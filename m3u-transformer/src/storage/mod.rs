mod source;
mod transformation;

pub use source::*;
pub use transformation::*;
use log::debug;
use serde_yaml::Value;

use super::{
    DescriptorError, FilterDescriptor, ItemTransformationDescriptor,
    PlaylistTransformationDescriptor, SelectByAttributeDescriptor, StageDescriptor,
};
use crate::transformation::{
    compose, compose_filters, AttributeEdit, AttributeFilter, AttributeTag,
    AttributeTransformation, AttributesGrouping, Filter, FilterTransformation, ItemTransformation,
    ItemTransformationComposite, PlaylistTransformation, SelectByAttribute,
};

impl ItemTransformationDescriptor {
    pub fn compile(&self) -> Box<dyn ItemTransformation> {
        match self {
            Self::Tag(x) => Box::new(AttributeTag::new(
                x.source.clone(),
                x.target.clone(),
                x.values.iter().cloned(),
            )),
            Self::Replace(x) => Box::new(AttributeEdit::new(
                x.attribute.clone(),
                x.original.clone(),
                x.replacement.clone(),
            )),
        }
    }
}

impl FilterDescriptor {
    pub fn compile(&self) -> Box<dyn Filter> {
        match self {
            Self::Attribute(constraints) => compose_filters(
                constraints
                    .iter()
                    .map(|x| {
                        Box::new(AttributeFilter::new(x.name.clone(), x.values.clone()))
                            as Box<dyn Filter>
                    })
                    .collect(),
            ),
        }
    }
}

impl SelectByAttributeDescriptor {
    pub fn compile(&self) -> SelectByAttribute {
        SelectByAttribute::new(
            Box::new(AttributesGrouping::new(self.grouping.iter().cloned())),
            self.selection_attribute.clone(),
            self.preference.iter().cloned(),
        )
    }
}

impl StageDescriptor {
    pub fn compile(&self) -> Box<dyn PlaylistTransformation> {
        match self {
            Self::Attributes(items) => Box::new(AttributeTransformation::new(Box::new(
                ItemTransformationComposite::new(items.iter().map(|x| x.compile()).collect()),
            ))),
            Self::Filter(filters) => Box::new(FilterTransformation::new(compose_filters(
                filters.iter().map(|x| x.compile()).collect(),
            ))),
            Self::SelectByAttribute(x) => Box::new(x.compile()),
        }
    }
}

impl PlaylistTransformationDescriptor {
    /// Builds the pipeline running every stage in document order.
    /// A descriptor without stages yields the identity transformation.
    pub fn compile(&self) -> Box<dyn PlaylistTransformation> {
        debug!(
            "Compiling transformation with {} stage(s): [{}]",
            self.stages.len(),
            self.stages
                .iter()
                .map(|x| x.key())
                .collect::<Vec<_>>()
                .join(", ")
        );
        compose(self.stages.iter().map(|x| x.compile()).collect())
    }
}

pub fn compile(descriptor: &PlaylistTransformationDescriptor) -> Box<dyn PlaylistTransformation> {
    descriptor.compile()
}

pub fn compile_value(value: &Value) -> Result<Box<dyn PlaylistTransformation>, DescriptorError> {
    Ok(PlaylistTransformationDescriptor::try_from(value)?.compile())
}

pub fn compile_str(source: &str) -> Result<Box<dyn PlaylistTransformation>, DescriptorError> {
    Ok(source.parse::<PlaylistTransformationDescriptor>()?.compile())
}
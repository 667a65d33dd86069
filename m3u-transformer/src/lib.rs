mod app_state;
mod config;
pub use app_state::*;
pub use config::*;
pub mod errors;
pub mod routes;
pub mod storage;
pub mod transfer;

=-=-=-=-=

WHAT THE TASK REQUIRES:
The output must reproduce the whole listing without a single change.

OUTPUT FOR THIS EXERCISE:
filename m3u-transformer/src/storage/mod.rs
mod source;
mod transformation;

pub use source::*;
pub use transformation::*;
use log::debug;
use serde_yaml::Value;

use super::{
    DescriptorError, FilterDescriptor, ItemTransformationDescriptor,
    PlaylistTransformationDescriptor, SelectByAttributeDescriptor, StageDescriptor,
};
use crate::transformation::{
    compose, compose_filters, AttributeEdit, AttributeFilter, AttributeTag,
    AttributeTransformation, AttributesGrouping, Filter, FilterTransformation, ItemTransformation,
    ItemTransformationComposite, PlaylistTransformation, SelectByAttribute,
};

impl ItemTransformationDescriptor {
    pub fn compile(&self) -> Box<dyn ItemTransformation> {
        match self {
            Self::Tag(x) => Box::new(AttributeTag::new(
                x.source.clone(),
                x.target.clone(),
                x.values.iter().cloned(),
            )),
            Self::Replace(x) => Box::new(AttributeEdit::new(
                x.attribute.clone(),
                x.original.clone(),
                x.replacement.clone(),
            )),
        }
    }
}

impl FilterDescriptor {
    pub fn compile(&self) -> Box<dyn Filter> {
        match self {
            Self::Attribute(constraints) => compose_filters(
                constraints
                    .iter()
                    .map(|x| {
                        Box::new(AttributeFilter::new(x.name.clone(), x.values.clone()))
                            as Box<dyn Filter>
                    })
                    .collect(),
            ),
        }
    }
}

impl SelectByAttributeDescriptor {
    pub fn compile(&self) -> SelectByAttribute {
        SelectByAttribute::new(
            Box::new(AttributesGrouping::new(self.grouping.iter().cloned())),
            self.selection_attribute.clone(),
            self.preference.iter().cloned(),
        )
    }
}

impl StageDescriptor {
    pub fn compile(&self) -> Box<dyn PlaylistTransformation> {
        match self {
            Self::Attributes(items) => Box::new(AttributeTransformation::new(Box::new(
                ItemTransformationComposite::new(items.iter().map(|x| x.compile()).collect()),
            ))),
            Self::Filter(filters) => Box::new(FilterTransformation::new(compose_filters(
                filters.iter().map(|x| x.compile()).collect(),
            ))),
            Self::SelectByAttribute(x) => Box::new(x.compile()),
        }
    }
}

impl PlaylistTransformationDescriptor {
    /// Builds the pipeline running every stage in document order.
    /// A descriptor without stages yields the identity transformation.
    pub fn compile(&self) -> Box<dyn PlaylistTransformation> {
        debug!(
            "Compiling transformation with {} stage(s): [{}]",
            self.stages.len(),
            self.stages
                .iter()
                .map(|x| x.key())
                .collect::<Vec<_>>()
                .join(", ")
        );
        compose(self.stages.iter().map(|x| x.compile()).collect())
    }
}

pub fn compile(descriptor: &PlaylistTransformationDescriptor) -> Box<dyn PlaylistTransformation> {
    descriptor.compile()
}

pub fn compile_value(value: &Value) -> Result<Box<dyn PlaylistTransformation>, DescriptorError> {
    Ok(PlaylistTransformationDescriptor::try_from(value)?.compile())
}

pub fn compile_str(source: &str) -> Result<Box<dyn PlaylistTransformation>, DescriptorError> {
    Ok(source.parse::<PlaylistTransformationDescriptor>()?.compile())
}
repository 667a65d33dd86069
filename m3u-transformer/src/lib.rs
mod app_state;
mod config;
pub use app_state::*;
pub use config::*;
pub mod errors;
pub mod routes;
pub mod storage;
pub mod transfer;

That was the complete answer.